• **Problem requirements**
Which lines run from the one containing "Gemini backend not" through the end of the entries? Restate them word for word, and only those.

=== Records provided ===

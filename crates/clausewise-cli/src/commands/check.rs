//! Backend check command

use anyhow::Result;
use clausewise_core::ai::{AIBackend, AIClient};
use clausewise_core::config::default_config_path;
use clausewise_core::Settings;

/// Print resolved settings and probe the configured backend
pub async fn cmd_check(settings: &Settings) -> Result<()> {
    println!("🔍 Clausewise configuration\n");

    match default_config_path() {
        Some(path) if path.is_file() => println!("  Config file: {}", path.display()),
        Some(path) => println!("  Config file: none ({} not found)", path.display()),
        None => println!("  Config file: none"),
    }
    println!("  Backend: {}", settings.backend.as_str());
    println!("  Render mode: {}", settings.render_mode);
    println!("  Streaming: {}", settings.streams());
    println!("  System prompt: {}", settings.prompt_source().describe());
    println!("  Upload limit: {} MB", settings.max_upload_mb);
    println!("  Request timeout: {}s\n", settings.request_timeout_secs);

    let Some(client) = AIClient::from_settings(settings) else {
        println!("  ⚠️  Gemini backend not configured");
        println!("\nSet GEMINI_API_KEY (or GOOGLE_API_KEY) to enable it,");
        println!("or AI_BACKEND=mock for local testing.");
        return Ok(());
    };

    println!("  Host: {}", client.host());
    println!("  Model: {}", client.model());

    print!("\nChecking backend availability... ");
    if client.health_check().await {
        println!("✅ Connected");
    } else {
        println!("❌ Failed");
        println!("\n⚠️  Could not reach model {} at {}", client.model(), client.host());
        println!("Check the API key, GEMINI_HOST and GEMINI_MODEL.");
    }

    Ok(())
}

===

• **Exercise output**
        println!("  ⚠️  Gemini backend not configured");
        println!("\nSet GEMINI_API_KEY (or GOOGLE_API_KEY) to enable it,");
        println!("or AI_BACKEND=mock for local testing.");
        return Ok(());
    };

    println!("  Host: {}", client.host());
    println!("  Model: {}", client.model());

    print!("\nChecking backend availability... ");
    if client.health_check().await {
        println!("✅ Connected");
    } else {
        println!("❌ Failed");
        println!("\n⚠️  Could not reach model {} at {}", client.model(), client.host());
        println!("Check the API key, GEMINI_HOST and GEMINI_MODEL.");
    }

    Ok(())
}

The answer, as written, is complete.